Um exemplo do uso da escrita na cerâmica está presente noutra peça da coleção: um nicho de oração persa, em faiança pintada, produzido em Caxã no século XIV, durante a dinastia Ilkânida. Uma das suas funções era orientar, no momento da oração, os fiéis na direção de Meca, algo que foi respeitado no projeto museográfico original do Museu Gulbenkian e que ainda hoje se verifica.

Nicho de oração. Pérsia, Caxã, final do século XIII ou início do século XIV, período ilkhânida. Faiança moldada e pintada sob e sobre o vidrado com reflexo metálico. Museu Calouste Gulbenkian. Foto: Carlos Azevedo

Podemos igualmente encontrar inscrições no notável conjunto de vidros mamelucos do século XIV, constituído por sete lâmpadas, duas garrafas e um vaso, produzidos no Egito ou na Síria durante o período de regência (1250-1517) da dinastia mameluca, uma casta de escravos militares que ascenderam ao poder. Executada em vidro esmaltado e dourado, com grande qualidade técnica, esta técnica viria a inspirar a produção vidreira de Veneza, mais um testemunho dos intercâmbios culturais proporcionados pela Rota da Seda e pelas ofertas entre embaixadas.

Ainda no campo da cerâmica, há outra peça que merece menção especial: o jarro de jade branco que pertenceu ao sultão timúrida Ulugh Beg, neto de Timur, o grande conquistador mongol do século XIV. A propriedade é revelada por uma inscrição em escrita tuluth no gargalo, a que se juntam inscrições dos seus sucessores mogóis, o que comprova a sua relevância como tesouro dinástico.
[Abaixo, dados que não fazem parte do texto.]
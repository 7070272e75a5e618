use std::fmt;
use std::ops::Sub;

/// シミュレーション時刻（整数ミリ秒）
///
/// 浮動小数点の秒で時刻を持つと、刻みの累積誤差により発射・燃焼終了の
/// 等値判定が取りこぼされる。時刻は常に整数で保持し、秒への変換は
/// 出力境界でのみ行う。
#[derive(Debug, Clone, Copy, PartialEq, Eq, PartialOrd, Ord, Hash, Default)]
pub struct SimTime(u64);

impl SimTime {
    pub const ZERO: SimTime = SimTime(0);

    pub fn from_millis(ms: u64) -> Self {
        Self(ms)
    }

    pub fn as_millis(&self) -> u64 {
        self.0
    }

    /// 出力用の秒表現
    pub fn as_seconds(&self) -> f64 {
        self.0 as f64 / 1000.0
    }

    /// 1刻み分進めた時刻
    ///
    /// 検証済みシナリオでは終了時刻を超えないため、u64 の上限で飽和させる。
    pub fn advanced_by(&self, step_ms: u64) -> Self {
        Self(self.0.saturating_add(step_ms))
    }

    /// `earlier` からの経過ミリ秒（`earlier` より前ならNone）
    pub fn millis_since(&self, earlier: SimTime) -> Option<u64> {
        self.0.checked_sub(earlier.0)
    }
}

impl Sub for SimTime {
    type Output = u64;

    fn sub(self, other: Self) -> Self::Output {
        self.0.saturating_sub(other.0)
    }
}

impl fmt::Display for SimTime {
    fn fmt(&self, f: &mut fmt::Formatter<'_>) -> fmt::Result {
        write!(f, "{:.3}秒", self.as_seconds())
    }
}

/// ミリ秒刻み幅を秒に変換
pub fn step_seconds(step_ms: u64) -> f64 {
    step_ms as f64 / 1000.0
}

/// 陽的オイラー積分の1ステップ
pub fn integrate(previous: f64, rate: f64, dt: f64) -> f64 {
    previous + rate * dt
}

/// 信号の最小・最大値
#[derive(Debug, Clone, Copy, PartialEq)]
pub struct SignalRange {
    pub min: f64,
    pub max: f64,
}

impl SignalRange {
    pub fn from_values<I: IntoIterator<Item = f64>>(values: I) -> Option<Self> {
        values.into_iter().fold(None, |range, v| match range {
            None => Some(Self { min: v, max: v }),
            Some(r) => Some(Self { min: r.min.min(v), max: r.max.max(v) }),
        })
    }
}

#[cfg(test)]
mod tests {
    use super::*;

    #[test]
    fn test_sim_time_advances_exactly() {
        let mut t = SimTime::ZERO;
        for _ in 0..10_000 {
            t = t.advanced_by(1);
        }
        assert_eq!(t, SimTime::from_millis(10_000));
        assert_eq!(t.as_seconds(), 10.0);
    }

    #[test]
    fn test_advanced_by_saturates() {
        let t = SimTime::from_millis(u64::MAX - 4);
        assert_eq!(t.advanced_by(15), SimTime::from_millis(u64::MAX));
    }

    #[test]
    fn test_millis_since() {
        let launch = SimTime::from_millis(4000);
        assert_eq!(SimTime::from_millis(4015).millis_since(launch), Some(15));
        assert_eq!(SimTime::from_millis(3999).millis_since(launch), None);
        assert_eq!(SimTime::from_millis(3999) - launch, 0);
    }

    #[test]
    fn test_integrate() {
        assert_eq!(integrate(4.0, 2.0, 0.5), 5.0);
        assert_eq!(step_seconds(1), 0.001);
    }

    #[test]
    fn test_signal_range() {
        let range = SignalRange::from_values([1.0, -3.0, 2.5]).unwrap();
        assert_eq!(range.min, -3.0);
        assert_eq!(range.max, 2.5);
        assert!(SignalRange::from_values(std::iter::empty()).is_none());
    }
}
use crate::models::state::SimulationState;
use crate::simulation::SimulationError;

/// スナップショット列の出力先インターフェース
pub trait ISnapshotSink {
    /// ヘッダ行と全スナップショットを書き込む
    fn write_snapshots(&mut self, snapshots: &[SimulationState]) -> Result<(), SimulationError>;

    /// バッファの書き出し
    fn flush(&mut self) -> Result<(), SimulationError>;
}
Jarro executado para Ulugh Beg. Ásia Central, Samarcanda, 1417-1449, período timúrida. Jade branco (nefrite). Museu Calouste Gulbenkian. Foto: Carlos Azevedo

Não se pode falar em arte no Mundo Islâmico sem mencionar os têxteis. Calouste Gulbenkian era conhecedor e tinha um gosto particular por tapetes, tendo reunido, uma coleção única, constituída por 85 exemplares. No próximo ano, o Museu Calouste Gulbenkian publicará um catálogo com os contributos de especialistas internacionais que estão, atualmente, a estudar esta vertente da coleção. A coleção integra ainda um núcleo muito significativo de sedas produzidas nos principais centros do Império Otomano.

Tapete “português”. Pérsia, Khorasan (?), século XVII, período safávida. Felpa de lã. Museu Calouste Gulbenkian. Foto: Carlos Azevedo

Outra área de interesse do colecionador pelas artes do Mundo Islâmico, foram os livros. O espólio do Museu reúne, entre outros, antologias de poesia, manuscritos do Alcorão, textos científicos e encadernações sumptuosas. Uma das suas peças literárias mais marcantes é a obra-prima “Antologia do Sultão Iskandar”, que foi um importante mecenas persa. Trata-se de um manuscrito produzido em Chiraz (1410-1411) onde impressionam as miniaturas de página inteira, as iluminuras decorativas e os textos poéticos, históricos e científicos.

Outra das obras literárias da coleção remete ao país de origem do colecionador, a Arménia. Trata-se de uma bíblia manuscrita e iluminada, decorada com folha de ouro e rica paleta cromática, produzida em 1623, em Constantinopla, a capital do Império Otomano.